Середина 2017-го года – время, когда российская клептократия решает вопрос о власти. Да, выборы президента назначены на 18 марта 2018 года. Дата выбрана как последняя дань-воспоминание угасшей крымнашистской эйфории. Но когда транзит власти в России определялся на выборах? Выборы всегда были манипуляцией, оформлявшей заранее достигнутое решение, отражавшее сложившееся в правящей верхушке соотношение сил.
Посиделки олигархов ельцинского помета в Давосе зимой 1996-го, встреча Волошина и Басаева в Ницце в 1999-м, ночь перед съездом "Единой России", проведенная Айфончиком в заключении в резиденции Путина, – вот события, реально определявшие персону будущего властителя. Мы не можем в деталях предсказать микрокинетику идущих сейчас процессов и их исход. Но есть некоторые термодинамические, если хотите, макрофакторы системы российской власти, о которых можно говорить с достаточной определенностью.
Будущий президент – Комитет национального спасения – хунта будут названы правящей "элитой", которая обладает монополией на финансовые, информационные и силовые ресурсы. Лишенное подобных ресурсов гражданское общество не сможет сегодня решающим образом вмешаться в игру кремлевских престолов. "Элита" расколота на две неравных части, большая из них близка к консенсусу, который можно определить фразой из культового советского фильма: "Фюрер не способен более выполнять обязанности вождя нации". За пределами консенсуса остается "Бункер" – члены кооператива "Озеро" и Золотов с верными (?) ему частями Национальной гвардии.
Проблема Путина заключается в том, что он не способен более выполнять важнейшую для бригады функцию интерфейса в ее отношениях с вечно ненавидимым и вечно любимым Западом. Провал неоимперских мифологем "Русского мира" и "Новороссии" стал крупнейшим внешнеполитическим поражением режима. И подорвал его экономические "скрепы", предельно обострив отношения с западными партнерами. Объем утилизируемого бабла резко сократился, что неизбежно провоцирует недовольство клептократии, в том числе и вооруженных обладателей опричных паев.

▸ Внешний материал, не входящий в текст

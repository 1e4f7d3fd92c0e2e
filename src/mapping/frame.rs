//! Odometry output consumed by the mapping thread.

use crate::core::{PointCloud3, Rigid3};

/// One laser-odometry result: feature clouds in the scan frame plus the
/// odometry pose estimate for that scan.
#[derive(Clone, Debug, Default)]
pub struct OdometryFrame {
    /// Acquisition time, microseconds since epoch.
    pub timestamp_us: u64,
    /// Scan pose estimated by the odometry front end (odom frame).
    pub odom_pose: Rigid3,
    /// Corner (edge) feature points, scan frame.
    pub cloud_corner: PointCloud3,
    /// Surf (planar) feature points, scan frame.
    pub cloud_surf: PointCloud3,
}

impl OdometryFrame {
    /// Create a frame from its parts.
    pub fn new(
        timestamp_us: u64,
        odom_pose: Rigid3,
        cloud_corner: PointCloud3,
        cloud_surf: PointCloud3,
    ) -> Self {
        Self {
            timestamp_us,
            odom_pose,
            cloud_corner,
            cloud_surf,
        }
    }

    /// Total feature points carried by this frame.
    pub fn point_count(&self) -> usize {
        self.cloud_corner.len() + self.cloud_surf.len()
    }
}
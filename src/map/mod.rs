//! Point-cloud voxel map and its downsampling filter.

mod cloud_map;
mod voxel_filter;

pub use cloud_map::CloudMap;
pub use voxel_filter::{CloudFilter, VoxelGridFilter};
// SPDX-License-Identifier: BUSL-1.1
// Copyright (c) 2026 Alfred Jean LLC

use clap::builder::styling::{Ansi256Color, Color, Style, Styles};
use std::io::IsTerminal;

pub mod codes {
    /// Section headers: steel blue
    pub const HEADER: u8 = 74;
    /// Commands and literals: light grey
    pub const LITERAL: u8 = 250;
    /// Descriptions and context: medium grey
    pub const CONTEXT: u8 = 245;
    /// Failures: soft red
    pub const FAILURE: u8 = 167;
    /// Successful outcomes: soft green
    pub const SUCCESS: u8 = 114;
}

/// Determine if color output should be enabled.
///
/// Priority: `NO_COLOR=1` disables → `COLOR=1` forces → TTY check.
pub fn should_colorize() -> bool {
    if std::env::var("NO_COLOR").is_ok_and(|v| v == "1") {
        return false;
    }
    if std::env::var("COLOR").is_ok_and(|v| v == "1") {
        return true;
    }
    std::io::stdout().is_terminal()
}

/// Build clap `Styles` using the project palette.
pub fn styles() -> Styles {
    if !should_colorize() {
        return Styles::plain();
    }
    Styles::styled()
        .header(Style::new().fg_color(Some(Color::Ansi256(Ansi256Color(codes::HEADER)))))
        .literal(Style::new().fg_color(Some(Color::Ansi256(Ansi256Color(codes::LITERAL)))))
        .placeholder(Style::new().fg_color(Some(Color::Ansi256(Ansi256Color(codes::CONTEXT)))))
}

fn paint(code: u8, text: &str) -> String {
    if should_colorize() {
        format!("\x1b[38;5;{code}m{text}\x1b[0m")
    } else {
        text.to_string()
    }
}

pub fn header(text: &str) -> String {
    paint(codes::HEADER, text)
}

pub fn context(text: &str) -> String {
    paint(codes::CONTEXT, text)
}

pub fn failure(text: &str) -> String {
    paint(codes::FAILURE, text)
}

pub fn success(text: &str) -> String {
    paint(codes::SUCCESS, text)
}

#[cfg(test)]
#[path = "color_tests.rs"]
mod tests;
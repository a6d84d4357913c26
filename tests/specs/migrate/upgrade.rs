//! Upgrade specs
//!
//! Legacy config files are folded through every pending migration, stamped
//! with the running version, and backed up first.

use crate::prelude::*;
use similar_asserts::assert_eq;

fn legacy_agent(version: Option<&str>) -> Value {
    let mut doc = json!({
        "name": "reviewer",
        "model": "claude",
        "mcpServers": {"git": {"command": "mcp-git"}},
        "preferences": {"theme": "light", "autoApprove": false}
    });
    if let Some(v) = version {
        doc["version"] = json!(v);
    }
    doc
}

#[test]
fn versioned_agent_runs_every_pending_migration() {
    let project = Project::empty();
    project.config("agents/reviewer.json", legacy_agent(Some("1.4.0")));

    let report = project.executor().run().unwrap();

    assert!(report.is_success());
    assert_eq!(
        report.files[0].result,
        FileResult::Migrated {
            from: Version::new(1, 4, 0),
            to: ENGINE_VERSION,
            applied: vec![Version::new(1, 6, 0), Version::new(1, 7, 0), Version::new(2, 0, 0)],
        }
    );
    assert_eq!(
        project.read_config("agents/reviewer.json"),
        json!({
            "version": engine_version(),
            "name": "reviewer",
            "llm": {"model": {"name": "claude"}},
            "servers": {"git": {"command": "mcp-git"}},
            "preferences": {"ui": {"theme": "light"}, "approvals": {"mode": "ask"}}
        })
    );
}

#[test]
fn partially_migrated_agent_only_runs_the_rest() {
    let project = Project::empty();
    project.config(
        "agents/reviewer.json",
        json!({
            "version": "1.6.0",
            "name": "reviewer",
            "llm": {"model": {"name": "claude"}},
            "mcpServers": {"git": {"command": "mcp-git"}}
        }),
    );

    let report = project.executor().run().unwrap();

    let FileResult::Migrated { applied, .. } = &report.files[0].result else {
        panic!("expected a migration, got {:?}", report.files[0].result);
    };
    assert_eq!(applied, &vec![Version::new(1, 7, 0), Version::new(2, 0, 0)]);
    assert_eq!(project.read_config("agents/reviewer.json")["servers"]["git"]["command"], "mcp-git");
}

#[test]
fn upgrade_snapshots_the_state_directory_before_writing() {
    let project = Project::empty();
    project.config("agents/reviewer.json", legacy_agent(None));
    project.config("preferences.json", json!({"theme": "dark"}));
    let before = project.read_raw("agents/reviewer.json");

    let report = project.executor().run().unwrap();

    let backups = project.backups();
    assert_eq!(backups.len(), 1);
    assert_eq!(report.backup.as_ref().map(|b| b.as_str().to_string()), Some(backups[0].clone()));
    let snapshot = project.root().join(&backups[0]);
    assert_eq!(std::fs::read_to_string(snapshot.join("agents/reviewer.json")).unwrap(), before);
    assert!(snapshot.join("preferences.json").exists());
}

#[test]
fn unknown_field_keeps_the_file_untouched() {
    let project = Project::empty();
    let mut doc = legacy_agent(None);
    doc["plugins"] = json!(["lint"]);
    project.config("agents/reviewer.json", doc);
    project.config("preferences.json", json!({"theme": "dark"}));
    let before = project.read_raw("agents/reviewer.json");

    let report = project.executor().run().unwrap();

    let failures: Vec<(&str, String)> = report.failures().map(|(f, e)| (f, e.to_string())).collect();
    assert_eq!(failures.len(), 1);
    assert_eq!(failures[0].0, "agents/reviewer.json");
    assert!(failures[0].1.contains("unrecognized fields: plugins"), "{}", failures[0].1);
    assert_eq!(project.read_raw("agents/reviewer.json"), before);
    assert_eq!(project.read_config("preferences.json")["version"], json!(engine_version()));
    assert!(!report.marker_advanced);
}

#[test]
fn bootstrap_marker_sets_the_start_of_unversioned_files() {
    let project = Project::empty();
    project.file("state/.migrate-version", "1.7.0\n");
    // Written at 1.7.0 but never stamped
    project.config(
        "agents/reviewer.json",
        json!({
            "name": "reviewer",
            "llm": {"model": {"name": "claude"}},
            "preferences": {"theme": "dark"}
        }),
    );

    let report = project.executor().run().unwrap();

    assert_eq!(
        report.files[0].result,
        FileResult::Migrated {
            from: Version::new(1, 7, 0),
            to: ENGINE_VERSION,
            applied: vec![Version::new(2, 0, 0)],
        }
    );
    assert_eq!(project.read_raw(".migrate-version").trim(), engine_version());
}
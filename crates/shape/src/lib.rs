// SPDX-License-Identifier: BUSL-1.1
// Copyright (c) 2026 Alfred Jean LLC

#![cfg_attr(test, allow(clippy::panic))]
#![cfg_attr(test, allow(clippy::unwrap_used))]
#![cfg_attr(test, allow(clippy::expect_used))]

//! Schema shapes: definitions, structural validation, canonical shape
//! extraction, and breaking-change detection.
//!
//! Nothing in this crate touches the filesystem or the running engine; it
//! operates on structural descriptions only.

pub mod diff;
pub mod schema;
pub mod shape;

pub use diff::{detect_breaking_changes, format_changes, BreakingChange};
pub use schema::{validate, FieldDef, FieldType, ObjectDef, ValidationReport, Violation};
pub use shape::{generate_shape, shape_hash, FieldShape, Shape};
// SPDX-License-Identifier: BUSL-1.1
// Copyright (c) 2026 Alfred Jean LLC

//! `cm backups` and `cm restore-backup`

use std::io::Write;
use std::path::PathBuf;

use anyhow::Result;
use cm_engine::{EngineConfig, Executor};
use cm_storage::{BackupId, RestoreTarget};
use serde::Serialize;

use crate::color;
use crate::output::{format_or_json, OutputFormat};

#[derive(Debug, Serialize)]
struct BackupEntry {
    id: BackupId,
    path: PathBuf,
}

/// List snapshots of the state directory, oldest first.
pub fn list(config: &EngineConfig, format: OutputFormat) -> Result<()> {
    let executor = Executor::new(config)?;
    let backups = executor.backups();
    let entries = backups
        .list()?
        .into_iter()
        .map(|id| Ok(BackupEntry { path: backups.path_of(&id)?, id }))
        .collect::<Result<Vec<_>>>()?;

    format_or_json(format, &entries, |out| {
        if entries.is_empty() {
            return writeln!(out, "No backups of {}", config.state_dir.display());
        }
        for entry in &entries {
            writeln!(out, "{}  {}", entry.id, color::context(&entry.path.display().to_string()))?;
        }
        Ok(())
    })
}

pub fn restore(config: &EngineConfig, target: &RestoreTarget, format: OutputFormat) -> Result<()> {
    let executor = Executor::new(config)?;
    let id = executor.restore_backup(target)?;
    let entry = BackupEntry { path: executor.backups().path_of(&id)?, id };

    format_or_json(format, &entry, |out| {
        writeln!(out, "Restored {} from {}", config.state_dir.display(), entry.id)
    })
}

Возникла реальная угроза самому дорогому для российских правителей – активам на Западе, да и всему их образу жизни. Дело не только и не столько в активах, а во всем их жизненном укладе: образование детей, лечение, отдых, благополучие жен и наложниц. Все это поставлено под вопрос одним человеком, который своими авантюрными понтами испортил отношения с Западом. Восстановить их при политически живом Путине уже не представляется возможным. В Париже Эммануэль Макрон издевался над президентом России, поставив его на место и показав, как теперь лидеры Запада будут с Кремлем разговаривать. Путин был жалок и от неожиданности растерян. Было заметно, как он сдал психофизически, что только усилило растущую тревогу окружения.
12 июня в День России состоялась всероссийская антикоррупционная акция, организованная Фондом по борьбе с коррупцией Алексея Навального. В отношении Навального, ФБК и маршей протеста во власти борются две линии. Одна из них предполагает заигрывание с этим движением, стремление как-то его приручить и использовать в своих интересах. Вторую линию представляют силы, ориентированные на жесткое подавление любой оппозиции. Характерно в этой связи подписание Путиным указа об "оперативном подчинение командующим округами Национальной гвардии воинских частей Вооруженных сил, иных формирований и органов".
После отстранения вождя в результате дворцового переворота к власти на первом этапе приходят откровенные мерзавцы, а в запущенном российском случае – еще и убийцы и военные преступникиЧастично этот замысел был реализован в Москве, где благодаря административному прессингу удалось скомкать протестную акцию и обрушить на ее разгром золотовских опричников. Сотни задержанных и максимальные административные сроки для организаторов дали "Бункеру" ощущение реванша за 26 марта. Ложное ощущение. Никуда не делись новые долгосрочные региональный и демографический факторы, так ярко проявившиеся 26 марта. Число протестующих в 187 городах России оказалось большим, чем два с половиной месяца назад, а их лозунги – более жесткими и определенными. И по-прежнему было очень много молодежи.